Up a creek with no water
Thousands of fish left high and dry in Stony Creek outside of Hamilton City
The stench of death has been inescapable along Stony Creek for the past couple weeks—particularly for the Hull family, whose homestead and walnut orchard outside of Hamilton City is directly adjacent to the waterway. The smell crosses their lawn and patio when the wind turns. It’s brought inside by their dogs. At night, with their windows shut tight, they’re reminded of it by the cries of feasting coyotes.
The source is thousands of rotting fish carcasses—those of salmon, perch, bass and carp—strewn along the dry creek bed for hundreds of yards and most concentrated in an indentation along the bank below the Hull residence. That’s where many of the fish were trapped in an isolated pool when water abruptly stopped flowing about two weeks ago.
Lynette Hull and her husband, Max, along with their daughter, Kelly, have lived on Stony Creek for 14 years, and the property has been in the family much longer. During a recent visit, Lynette recounted summer days spent wading and swimming in the creek, before California’s ongoing drought set in. From that point forward, Lynette said, water releases from Black Butte Dam have been scarce. Last year, no water flowed through Stony Creek at all.
Water was running in the creek over the last few months, but stopped flowing suddenly.
“We’ve never experienced this before,” Max said. “Somebody shut the water off and trapped all those poor fish down there.”
While the family isn’t happy with the associated odors, they’re more upset about the fish suffering slow, reverse-drowning deaths as the creek dried.
“It was horrible,” Kelly said, shaking her head. “Just disgusting.”
Stony Creek originates in the Mendocino National Forest, flows through the foothills of the Coast Range and feeds into Black Butte Lake outside of Orland. After exiting Black Butte Dam, the creek is heavily drawn upon for irrigation. What’s left goes underground or into the Sacramento River.

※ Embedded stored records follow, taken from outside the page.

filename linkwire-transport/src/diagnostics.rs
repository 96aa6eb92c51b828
//! Diagnostic sink for connection lifecycle events
//!
//! The transport reports through this capability instead of a global logger,
//! so callers can route or capture its messages.

use linkwire_types::Endpoint;
use tracing::{info, warn};

use crate::error::Error;

/// Receiver for transport lifecycle messages
#[cfg_attr(test, mockall::automock)]
pub trait Diagnostics {
    /// A connection attempt is starting
    fn connecting(&self, endpoint: &Endpoint);

    /// A connection attempt failed; the transport is unconnected
    fn connect_failed(&self, endpoint: &Endpoint, error: &Error);

    /// A fatal read tore an established connection down
    fn connection_lost(&self, endpoint: &Endpoint, error: &Error);
}

/// Forwards diagnostics to `tracing`
#[derive(Debug, Default, Clone, Copy)]
pub struct TracingDiagnostics;

impl Diagnostics for TracingDiagnostics {
    fn connecting(&self, endpoint: &Endpoint) {
        info!("Connecting to {}", endpoint);
    }

    fn connect_failed(&self, endpoint: &Endpoint, error: &Error) {
        warn!("Can't connect to {}: {}", endpoint, error);
    }

    fn connection_lost(&self, endpoint: &Endpoint, error: &Error) {
        warn!("Connection to {} lost: {}", endpoint, error);
    }
}
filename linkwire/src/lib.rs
//! # linkwire
//!
//! Blocking TCP transport for IoT device protocol clients.
//!
//! A protocol engine drives a [`Transport`]: it connects, polls `read` in its
//! own loop (each call waits at most the receive timeout), writes frames, and
//! reconnects when a read reports the connection lost.
//!
//! ## Quick Start
//!
//! ```no_run
//! use linkwire::{ReadOutcome, Transport};
//!
//! fn main() -> linkwire::Result<()> {
//!     let mut transport = linkwire::open("127.0.0.1:8442")?;
//!
//!     transport.write(b"\x02\x00\x01\x00\x04ping")?;
//!
//!     let mut buf = vec![0u8; transport.available()];
//!     if let ReadOutcome::Received(n) = transport.read(&mut buf) {
//!         println!("{:02X?}", &buf[..n]);
//!     }
//!
//!     transport.disconnect();
//!     Ok(())
//! }
//! ```

pub mod error;

use tracing::debug;

// Re-exports
pub use error::{Error, Result};
pub use linkwire_transport::{
    Diagnostics, ReadOutcome, TcpTransport, TracingDiagnostics, Transport,
};
pub use linkwire_types::{constants, Endpoint};

/// Parse `host:service` and connect with default settings
pub fn open(address: &str) -> Result<TcpTransport> {
    let endpoint: Endpoint = address.parse()?;
    debug!("Opening transport to {}", endpoint);

    let mut transport = TcpTransport::for_endpoint(endpoint);
    transport.connect()?;
    Ok(transport)
}
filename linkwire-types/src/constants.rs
//! Transport constants

use std::time::Duration;

/// Default server hostname
pub const DEFAULT_DOMAIN: &str = "blynk-cloud.com";

/// Default server port
pub const DEFAULT_PORT: u16 = 8442;

/// Default receive timeout
pub const DEFAULT_READ_TIMEOUT: Duration = Duration::from_secs(1);

/// Largest read the protocol engine should attempt in one call
pub const DEFAULT_MAX_READ_BYTES: usize = 256;

/// Attempts made to shut a socket down before giving up on it
pub const CLOSE_RETRY_LIMIT: usize = 10;

/// Pause between shutdown attempts
pub const CLOSE_RETRY_DELAY: Duration = Duration::from_millis(10);
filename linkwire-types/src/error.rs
pub type Result<T> = std::result::Result<T, Error>;

#[derive(Debug, Clone, PartialEq, Eq, thiserror::Error)]
pub enum Error {
    #[error("Validation error: {0}")]
    Validation(String),
    
    #[error("Parse error: {0}")]
    Parse(String),
}
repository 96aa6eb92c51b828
//! Transport errors

use std::io;
use std::net::SocketAddr;

pub type Result<T> = std::result::Result<T, Error>;

#[derive(Debug, thiserror::Error)]
pub enum Error {
    #[error("Endpoint not configured")]
    NotConfigured,

    #[error("Not connected")]
    NotConnected,
    
    #[error("Already connected")]
    AlreadyConnected,

    #[error("Invalid endpoint: {0}")]
    InvalidEndpoint(#[from] linkwire_types::Error),

    #[error("Cannot resolve {0}")]
    Resolution(String),

    #[error("Cannot create socket: {0}")]
    SocketCreation(#[source] io::Error),

    #[error("Cannot connect to {addr}: {source}")]
    Connect {
        addr: SocketAddr,
        #[source]
        source: io::Error,
    },

    #[error("Connection to {0} timed out")]
    ConnectionTimeout(SocketAddr),

    #[error("Cannot configure socket: {0}")]
    SocketOption(#[source] io::Error),
    
    #[error("Connection closed by remote")]
    ConnectionClosed,
    
    #[error("I/O error: {0}")]
    Io(#[from] io::Error),
}

impl Error {
    /// Check if the failure is momentary and the same call may succeed later
    pub fn is_transient(&self) -> bool {
        match self {
            Self::ConnectionTimeout(_) => true,
            Self::Io(e) => matches!(
                e.kind(),
                io::ErrorKind::WouldBlock | io::ErrorKind::TimedOut | io::ErrorKind::Interrupted
            ),
            _ => false,
        }
    }

    /// Check if the engine has to connect again before further I/O
    pub fn requires_reconnect(&self) -> bool {
        matches!(
            self,
            Self::NotConnected
                | Self::ConnectionClosed
                | Self::Connect { .. }
                | Self::ConnectionTimeout(_)
                | Self::Io(_)
        )
    }
}
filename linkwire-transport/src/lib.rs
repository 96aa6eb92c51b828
//! Transport layer for linkwire
//!
//! Carries a device protocol's byte stream over a single blocking TCP
//! connection.

pub mod diagnostics;
pub mod error;
pub mod outcome;
pub mod tcp;

pub use diagnostics::{Diagnostics, TracingDiagnostics};
pub use error::{Error, Result};
pub use outcome::ReadOutcome;
pub use tcp::TcpTransport;

use linkwire_types::Endpoint;

/// Capability a protocol engine drives to talk to its server
pub trait Transport: Send {
    /// Store the remote endpoint; no I/O
    fn configure(&mut self, host: &str, service: &str) -> Result<()>;

    /// Connect to the configured endpoint
    fn connect(&mut self) -> Result<()>;
    
    /// Close the connection; no-op when unconnected
    fn disconnect(&mut self);

    /// Single receive attempt into `buf`, bounded by the receive timeout
    fn read(&mut self, buf: &mut [u8]) -> ReadOutcome;
    
    /// Single send attempt; returns bytes actually written
    fn write(&mut self, buf: &[u8]) -> Result<usize>;
    
    /// Check if connected
    fn connected(&self) -> bool;

    /// Largest read worth attempting in one call
    fn available(&self) -> usize;
    
    /// Configured endpoint, if any
    fn endpoint(&self) -> Option<&Endpoint>;
}
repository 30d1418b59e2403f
//! Model Backend Abstraction
//!
//! Defines the `ModelBackend` trait: one prompt in, one completion out.
//! Backends are pure request/response adapters with no caching or retry;
//! retry and cancellation are layered on top by `ai::retry` and `ai::cancel`.
//!
//! Every failure is classified as either `Connection` (retryable) or
//! `Model` (surfaced immediately) via `ErrorClassifier`.

mod ollama;
mod openai;
#[cfg(test)]
pub(crate) mod scripted;

pub use ollama::OllamaBackend;
pub use openai::OpenAiBackend;

use async_trait::async_trait;
use serde::{Deserialize, Serialize};
use std::sync::Arc;
use std::time::Duration;

use crate::config::BackendConfig;
use crate::types::{DocForgeError, Result};

// =============================================================================
// Request / Completion
// =============================================================================

/// A single prompt submitted to the backend
#[derive(Debug, Clone, Default)]
pub struct CompletionRequest {
    /// System instructions, when the backend supports them
    pub system: Option<String>,
    /// User prompt
    pub prompt: String,
    /// Ask the backend to constrain output to a JSON object
    pub json_mode: bool,
}

impl CompletionRequest {
    pub fn new(prompt: impl Into<String>) -> Self {
        Self {
            prompt: prompt.into(),
            ..Default::default()
        }
    }

    pub fn with_system(mut self, system: impl Into<String>) -> Self {
        self.system = Some(system.into());
        self
    }

    pub fn json(mut self) -> Self {
        self.json_mode = true;
        self
    }
}

/// Backend answer with usage metrics
#[derive(Debug, Clone)]
pub struct Completion {
    /// Raw generated text
    pub text: String,
    pub usage: TokenUsage,
    pub timing: ResponseTiming,
    pub metadata: ResponseMetadata,
}

impl Completion {
    /// Completion with text only (usage unknown)
    pub fn text_only(text: impl Into<String>) -> Self {
        Self {
            text: text.into(),
            usage: TokenUsage::default(),
            timing: ResponseTiming::default(),
            metadata: ResponseMetadata::default(),
        }
    }
}

/// Token usage metrics
#[derive(Debug, Clone, Copy, Default, PartialEq, Eq, Serialize, Deserialize)]
pub struct TokenUsage {
    /// Input tokens (prompt)
    pub input_tokens: u32,
    /// Output tokens (response)
    pub output_tokens: u32,
}

impl TokenUsage {
    pub fn new(input_tokens: u32, output_tokens: u32) -> Self {
        Self {
            input_tokens,
            output_tokens,
        }
    }

    /// Total tokens used (input + output)
    pub fn total(&self) -> u32 {
        self.input_tokens + self.output_tokens
    }
}

/// Response timing metrics
#[derive(Debug, Clone, Default)]
pub struct ResponseTiming {
    /// Total response time in milliseconds (wall clock)
    pub total_ms: u64,
}

impl ResponseTiming {
    pub fn from_duration(duration: Duration) -> Self {
        Self {
            total_ms: duration.as_millis() as u64,
        }
    }
}

/// Response metadata
#[derive(Debug, Clone, Default)]
pub struct ResponseMetadata {
    pub model: String,
    pub provider: String,
}

/// Result of a reachability check
#[derive(Debug, Clone, PartialEq, Eq, Serialize)]
pub struct HealthStatus {
    pub provider: String,
    pub endpoint: String,
    pub model: String,
    /// Endpoint answered
    pub reachable: bool,
    /// Configured model is listed by the endpoint
    pub model_available: bool,
    pub detail: String,
}

impl HealthStatus {
    pub fn is_ready(&self) -> bool {
        self.reachable && self.model_available
    }
}

// =============================================================================
// Backend Trait
// =============================================================================

/// Model backend: request/response to a model-serving endpoint
#[async_trait]
pub trait ModelBackend: Send + Sync {
    /// Submit one prompt and return the raw completion text
    async fn complete(&self, request: &CompletionRequest) -> Result<Completion>;

    /// Provider name for logging
    fn name(&self) -> &str;

    /// Model identifier currently in use
    fn model(&self) -> &str;

    /// Base endpoint URL
    fn endpoint(&self) -> &str;

    /// Check the endpoint and model availability
    async fn health_check(&self) -> Result<HealthStatus>;
}

/// Shared backend for concurrent pipelines
pub type SharedBackend = Arc<dyn ModelBackend>;

/// Create a shared backend from configuration
pub fn create_backend(config: &BackendConfig) -> Result<SharedBackend> {
    match config.provider.as_str() {
        "ollama" => Ok(Arc::new(OllamaBackend::new(config)?)),
        "openai" => Ok(Arc::new(OpenAiBackend::new(config)?)),
        other => Err(DocForgeError::Config(format!(
            "Unknown backend provider: {}. Supported: ollama, openai",
            other
        ))),
    }
}

/// Validate endpoint URL for security (SSRF prevention)
///
/// Only allows http/https schemes and warns for non-localhost endpoints.
pub(crate) fn validate_endpoint(endpoint: &str) -> Result<String> {
    let url = url::Url::parse(endpoint).map_err(|e| {
        DocForgeError::Config(format!("Invalid backend endpoint URL '{}': {}", endpoint, e))
    })?;

    if !matches!(url.scheme(), "http" | "https") {
        return Err(DocForgeError::Config(format!(
            "Backend endpoint must use http or https scheme, got: {}",
            url.scheme()
        )));
    }

    if let Some(host) = url.host_str()
        && !matches!(host, "localhost" | "127.0.0.1" | "::1" | "[::1]")
    {
        tracing::warn!(
            host,
            "Backend endpoint is not localhost. Ensure this is intentional."
        );
    }

    let mut result = url.to_string();
    if result.ends_with('/') {
        result.pop();
    }
    Ok(result)
}

pub(crate) fn build_client(timeout_secs: u64) -> Result<reqwest::Client> {
    reqwest::Client::builder()
        .timeout(Duration::from_secs(timeout_secs))
        .connect_timeout(Duration::from_secs(
            crate::constants::network::CONNECT_TIMEOUT_SECS.min(timeout_secs),
        ))
        .build()
        .map_err(|e| DocForgeError::Config(format!("Failed to create HTTP client: {}", e)))
}
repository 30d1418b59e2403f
//! Config Command
//!
//! Usage:
//!   docforge config show [-f json]
//!   docforge config path
//!   docforge config init [-g] [--force]

use crate::cli::ui::Output;
use crate::config::ConfigLoader;
use crate::types::Result;

/// Print the merged effective configuration
pub fn show(format: &str) -> Result<()> {
    ConfigLoader::show_config(format == "json")
}

pub fn path() -> Result<()> {
    ConfigLoader::show_path();
    Ok(())
}

pub fn init_global(force: bool) -> Result<()> {
    let dir = ConfigLoader::init_global(force)?;
    Output::success("Initialized global configuration");
    Output::field("Directory", dir.display());
    if let Some(config_path) = ConfigLoader::global_config_path() {
        Output::field("Config", config_path.display());
    }
    Ok(())
}

pub fn init_project() -> Result<()> {
    let root = std::env::current_dir()?;
    let dir = ConfigLoader::init_project_in(&root, None)?;
    Output::success("Initialized project configuration");
    Output::field("Directory", dir.display());
    Output::field("Config", ConfigLoader::project_config_path().display());
    Ok(())
}
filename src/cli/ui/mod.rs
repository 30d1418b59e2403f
pub mod output;

pub use output::Output;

Responsibility for managing water releases from Black Butte Lake changes seasonally, said Kevin Kibby, a hydrologic technician with the U.S. Bureau of Reclamation. From November to March, which is flood-control season, the lake is managed by the U.S. Army Corps of Engineers. From April through October, or irrigation season, it’s managed by Kibby’s agency.
Due to drought conditions, water releases into Stony Creek did stop more suddenly than in years past, Kibby said. The Army Corps maintained a release rate of 30 cubic feet per second (CFS) over the winter, and Kibby was faced with a tough decision when responsibility of Black Butte Dam transferred to his agency in the middle of March.
“We have to keep a minimum amount of water in Black Butte, or else there would be a fish die-off in the lake itself,” he said. “That has to be taken into consideration.”
While he had the option of cutting off water from the reservoir entirely, he said the lack of rainfall forced him to reduce the rate of release to 15 CFS, which “isn’t going to get very far,” he said. (The normal rate of 30 CFS allows the creek to run well past the Hull residence before going underground.)
The resulting fish die-off in Stony Creek was “absolutely not anticipated,” Kibby said. “In normal years, the water level wouldn’t drop that fast. I didn’t expect or want this. … There’s nothing about it I like.
“I put a lot of thought into this,” he continued. “I’ve been working at the bureau since 2002, and I grew up in Hamilton City. This is my passion. We manage [Black Butte Dam] the best we can, but not to everyone’s satisfaction, I’m sure.”
Meanwhile, the Hull family says the stench of dead fish is subsiding on their bucolic orchard property. Scavengers and the unrelenting sun have turned most of the carcasses into dry, hollow shells.
But the frustration of watching a mass die-off in their backyard is fresh, Lynette said. “It just makes you so mad.”